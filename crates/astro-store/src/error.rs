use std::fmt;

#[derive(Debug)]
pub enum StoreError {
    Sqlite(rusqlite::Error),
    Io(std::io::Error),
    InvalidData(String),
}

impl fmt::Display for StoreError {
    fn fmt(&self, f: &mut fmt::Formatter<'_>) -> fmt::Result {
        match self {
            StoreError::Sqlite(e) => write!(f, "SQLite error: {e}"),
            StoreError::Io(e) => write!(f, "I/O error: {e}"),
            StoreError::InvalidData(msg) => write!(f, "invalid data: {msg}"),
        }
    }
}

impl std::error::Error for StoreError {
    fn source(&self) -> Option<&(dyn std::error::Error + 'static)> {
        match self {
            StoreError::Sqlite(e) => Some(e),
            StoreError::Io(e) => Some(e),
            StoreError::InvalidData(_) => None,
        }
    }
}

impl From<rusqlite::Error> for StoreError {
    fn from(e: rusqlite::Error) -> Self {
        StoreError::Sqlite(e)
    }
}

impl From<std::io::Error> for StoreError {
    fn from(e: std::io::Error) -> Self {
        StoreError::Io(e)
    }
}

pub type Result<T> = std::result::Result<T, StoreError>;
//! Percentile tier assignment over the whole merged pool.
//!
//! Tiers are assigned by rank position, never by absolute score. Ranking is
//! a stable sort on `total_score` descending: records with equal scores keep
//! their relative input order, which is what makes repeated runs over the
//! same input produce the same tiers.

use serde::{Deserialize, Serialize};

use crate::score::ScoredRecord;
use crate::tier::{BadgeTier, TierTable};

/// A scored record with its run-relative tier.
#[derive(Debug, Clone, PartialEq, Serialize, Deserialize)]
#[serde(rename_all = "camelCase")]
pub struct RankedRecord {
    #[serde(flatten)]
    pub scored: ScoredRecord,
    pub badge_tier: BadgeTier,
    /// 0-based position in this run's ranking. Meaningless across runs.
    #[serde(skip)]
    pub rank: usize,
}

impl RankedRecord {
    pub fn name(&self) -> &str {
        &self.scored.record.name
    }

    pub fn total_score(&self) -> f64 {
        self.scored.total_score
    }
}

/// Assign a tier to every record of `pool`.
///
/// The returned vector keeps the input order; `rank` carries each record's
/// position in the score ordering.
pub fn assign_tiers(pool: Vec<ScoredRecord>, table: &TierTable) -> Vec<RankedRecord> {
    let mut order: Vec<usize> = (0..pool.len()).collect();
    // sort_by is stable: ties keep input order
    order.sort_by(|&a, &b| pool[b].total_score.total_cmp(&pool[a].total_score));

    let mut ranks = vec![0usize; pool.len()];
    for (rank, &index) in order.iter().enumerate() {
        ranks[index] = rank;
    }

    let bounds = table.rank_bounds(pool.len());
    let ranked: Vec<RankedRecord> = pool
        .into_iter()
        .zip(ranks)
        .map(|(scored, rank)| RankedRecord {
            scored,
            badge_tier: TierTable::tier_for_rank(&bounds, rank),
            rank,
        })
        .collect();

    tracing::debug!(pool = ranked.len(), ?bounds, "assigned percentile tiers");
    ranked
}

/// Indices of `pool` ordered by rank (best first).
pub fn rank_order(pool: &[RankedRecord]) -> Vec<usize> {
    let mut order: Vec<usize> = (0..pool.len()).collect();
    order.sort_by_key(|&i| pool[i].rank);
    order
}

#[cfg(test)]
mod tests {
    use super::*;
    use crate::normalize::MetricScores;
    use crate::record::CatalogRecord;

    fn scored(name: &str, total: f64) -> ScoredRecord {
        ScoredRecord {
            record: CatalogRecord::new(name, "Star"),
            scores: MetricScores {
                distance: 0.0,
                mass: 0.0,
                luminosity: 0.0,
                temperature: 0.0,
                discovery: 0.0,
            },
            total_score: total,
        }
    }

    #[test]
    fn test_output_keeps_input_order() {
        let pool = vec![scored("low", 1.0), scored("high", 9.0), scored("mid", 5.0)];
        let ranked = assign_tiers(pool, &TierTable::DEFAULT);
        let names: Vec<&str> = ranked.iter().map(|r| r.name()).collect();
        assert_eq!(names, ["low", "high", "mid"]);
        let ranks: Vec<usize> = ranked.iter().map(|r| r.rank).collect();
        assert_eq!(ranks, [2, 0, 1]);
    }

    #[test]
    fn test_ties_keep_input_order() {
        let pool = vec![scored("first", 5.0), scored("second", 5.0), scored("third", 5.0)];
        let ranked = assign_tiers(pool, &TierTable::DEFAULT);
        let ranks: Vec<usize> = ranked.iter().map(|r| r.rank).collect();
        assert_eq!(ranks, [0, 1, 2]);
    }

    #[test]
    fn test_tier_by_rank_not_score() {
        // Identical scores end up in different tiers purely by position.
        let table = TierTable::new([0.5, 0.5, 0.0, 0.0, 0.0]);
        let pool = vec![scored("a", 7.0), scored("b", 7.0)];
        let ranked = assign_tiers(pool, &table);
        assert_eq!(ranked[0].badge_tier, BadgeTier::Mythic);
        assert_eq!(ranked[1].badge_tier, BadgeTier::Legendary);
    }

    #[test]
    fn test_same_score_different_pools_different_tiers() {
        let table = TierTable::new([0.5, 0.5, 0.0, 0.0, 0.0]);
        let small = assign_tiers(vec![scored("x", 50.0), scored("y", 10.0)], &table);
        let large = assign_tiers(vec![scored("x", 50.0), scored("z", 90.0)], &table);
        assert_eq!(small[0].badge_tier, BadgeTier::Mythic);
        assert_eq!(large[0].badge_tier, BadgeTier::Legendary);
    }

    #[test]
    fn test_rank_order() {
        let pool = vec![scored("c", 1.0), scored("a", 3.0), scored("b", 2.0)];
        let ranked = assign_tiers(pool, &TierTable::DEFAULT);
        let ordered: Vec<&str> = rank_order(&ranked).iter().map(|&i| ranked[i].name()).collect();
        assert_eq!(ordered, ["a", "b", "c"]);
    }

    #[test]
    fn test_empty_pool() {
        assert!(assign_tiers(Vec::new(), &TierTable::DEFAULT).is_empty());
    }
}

---------------

All the entries above are to be transcribed without any alteration.

● **Result for this exercise**
filename crates/astro-store/src/error.rs
use std::fmt;

#[derive(Debug)]
pub enum StoreError {
    Sqlite(rusqlite::Error),
    Io(std::io::Error),
    InvalidData(String),
}

impl fmt::Display for StoreError {
    fn fmt(&self, f: &mut fmt::Formatter<'_>) -> fmt::Result {
        match self {
            StoreError::Sqlite(e) => write!(f, "SQLite error: {e}"),
            StoreError::Io(e) => write!(f, "I/O error: {e}"),
            StoreError::InvalidData(msg) => write!(f, "invalid data: {msg}"),
        }
    }
}

impl std::error::Error for StoreError {
    fn source(&self) -> Option<&(dyn std::error::Error + 'static)> {
        match self {
            StoreError::Sqlite(e) => Some(e),
            StoreError::Io(e) => Some(e),
            StoreError::InvalidData(_) => None,
        }
    }
}

impl From<rusqlite::Error> for StoreError {
    fn from(e: rusqlite::Error) -> Self {
        StoreError::Sqlite(e)
    }
}

impl From<std::io::Error> for StoreError {
    fn from(e: std::io::Error) -> Self {
        StoreError::Io(e)
    }
}

pub type Result<T> = std::result::Result<T, StoreError>;
//! Percentile tier assignment over the whole merged pool.
//!
//! Tiers are assigned by rank position, never by absolute score. Ranking is
//! a stable sort on `total_score` descending: records with equal scores keep
//! their relative input order, which is what makes repeated runs over the
//! same input produce the same tiers.

use serde::{Deserialize, Serialize};

use crate::score::ScoredRecord;
use crate::tier::{BadgeTier, TierTable};

/// A scored record with its run-relative tier.
#[derive(Debug, Clone, PartialEq, Serialize, Deserialize)]
#[serde(rename_all = "camelCase")]
pub struct RankedRecord {
    #[serde(flatten)]
    pub scored: ScoredRecord,
    pub badge_tier: BadgeTier,
    /// 0-based position in this run's ranking. Meaningless across runs.
    #[serde(skip)]
    pub rank: usize,
}

impl RankedRecord {
    pub fn name(&self) -> &str {
        &self.scored.record.name
    }

    pub fn total_score(&self) -> f64 {
        self.scored.total_score
    }
}

/// Assign a tier to every record of `pool`.
///
/// The returned vector keeps the input order; `rank` carries each record's
/// position in the score ordering.
pub fn assign_tiers(pool: Vec<ScoredRecord>, table: &TierTable) -> Vec<RankedRecord> {
    let mut order: Vec<usize> = (0..pool.len()).collect();
    // sort_by is stable: ties keep input order
    order.sort_by(|&a, &b| pool[b].total_score.total_cmp(&pool[a].total_score));

    let mut ranks = vec![0usize; pool.len()];
    for (rank, &index) in order.iter().enumerate() {
        ranks[index] = rank;
    }

    let bounds = table.rank_bounds(pool.len());
    let ranked: Vec<RankedRecord> = pool
        .into_iter()
        .zip(ranks)
        .map(|(scored, rank)| RankedRecord {
            scored,
            badge_tier: TierTable::tier_for_rank(&bounds, rank),
            rank,
        })
        .collect();

    tracing::debug!(pool = ranked.len(), ?bounds, "assigned percentile tiers");
    ranked
}

/// Indices of `pool` ordered by rank (best first).
pub fn rank_order(pool: &[RankedRecord]) -> Vec<usize> {
    let mut order: Vec<usize> = (0..pool.len()).collect();
    order.sort_by_key(|&i| pool[i].rank);
    order
}

#[cfg(test)]
mod tests {
    use super::*;
    use crate::normalize::MetricScores;
    use crate::record::CatalogRecord;

    fn scored(name: &str, total: f64) -> ScoredRecord {
        ScoredRecord {
            record: CatalogRecord::new(name, "Star"),
            scores: MetricScores {
                distance: 0.0,
                mass: 0.0,
                luminosity: 0.0,
                temperature: 0.0,
                discovery: 0.0,
            },
            total_score: total,
        }
    }

    #[test]
    fn test_output_keeps_input_order() {
        let pool = vec![scored("low", 1.0), scored("high", 9.0), scored("mid", 5.0)];
        let ranked = assign_tiers(pool, &TierTable::DEFAULT);
        let names: Vec<&str> = ranked.iter().map(|r| r.name()).collect();
        assert_eq!(names, ["low", "high", "mid"]);
        let ranks: Vec<usize> = ranked.iter().map(|r| r.rank).collect();
        assert_eq!(ranks, [2, 0, 1]);
    }

    #[test]
    fn test_ties_keep_input_order() {
        let pool = vec![scored("first", 5.0), scored("second", 5.0), scored("third", 5.0)];
        let ranked = assign_tiers(pool, &TierTable::DEFAULT);
        let ranks: Vec<usize> = ranked.iter().map(|r| r.rank).collect();
        assert_eq!(ranks, [0, 1, 2]);
    }

    #[test]
    fn test_tier_by_rank_not_score() {
        // Identical scores end up in different tiers purely by position.
        let table = TierTable::new([0.5, 0.5, 0.0, 0.0, 0.0]);
        let pool = vec![scored("a", 7.0), scored("b", 7.0)];
        let ranked = assign_tiers(pool, &table);
        assert_eq!(ranked[0].badge_tier, BadgeTier::Mythic);
        assert_eq!(ranked[1].badge_tier, BadgeTier::Legendary);
    }

    #[test]
    fn test_same_score_different_pools_different_tiers() {
        let table = TierTable::new([0.5, 0.5, 0.0, 0.0, 0.0]);
        let small = assign_tiers(vec![scored("x", 50.0), scored("y", 10.0)], &table);
        let large = assign_tiers(vec![scored("x", 50.0), scored("z", 90.0)], &table);
        assert_eq!(small[0].badge_tier, BadgeTier::Mythic);
        assert_eq!(large[0].badge_tier, BadgeTier::Legendary);
    }

    #[test]
    fn test_rank_order() {
        let pool = vec![scored("c", 1.0), scored("a", 3.0), scored("b", 2.0)];
        let ranked = assign_tiers(pool, &TierTable::DEFAULT);
        let ordered: Vec<&str> = rank_order(&ranked).iter().map(|&i| ranked[i].name()).collect();
        assert_eq!(ordered, ["a", "b", "c"]);
    }

    #[test]
    fn test_empty_pool() {
        assert!(assign_tiers(Vec::new(), &TierTable::DEFAULT).is_empty());
    }
}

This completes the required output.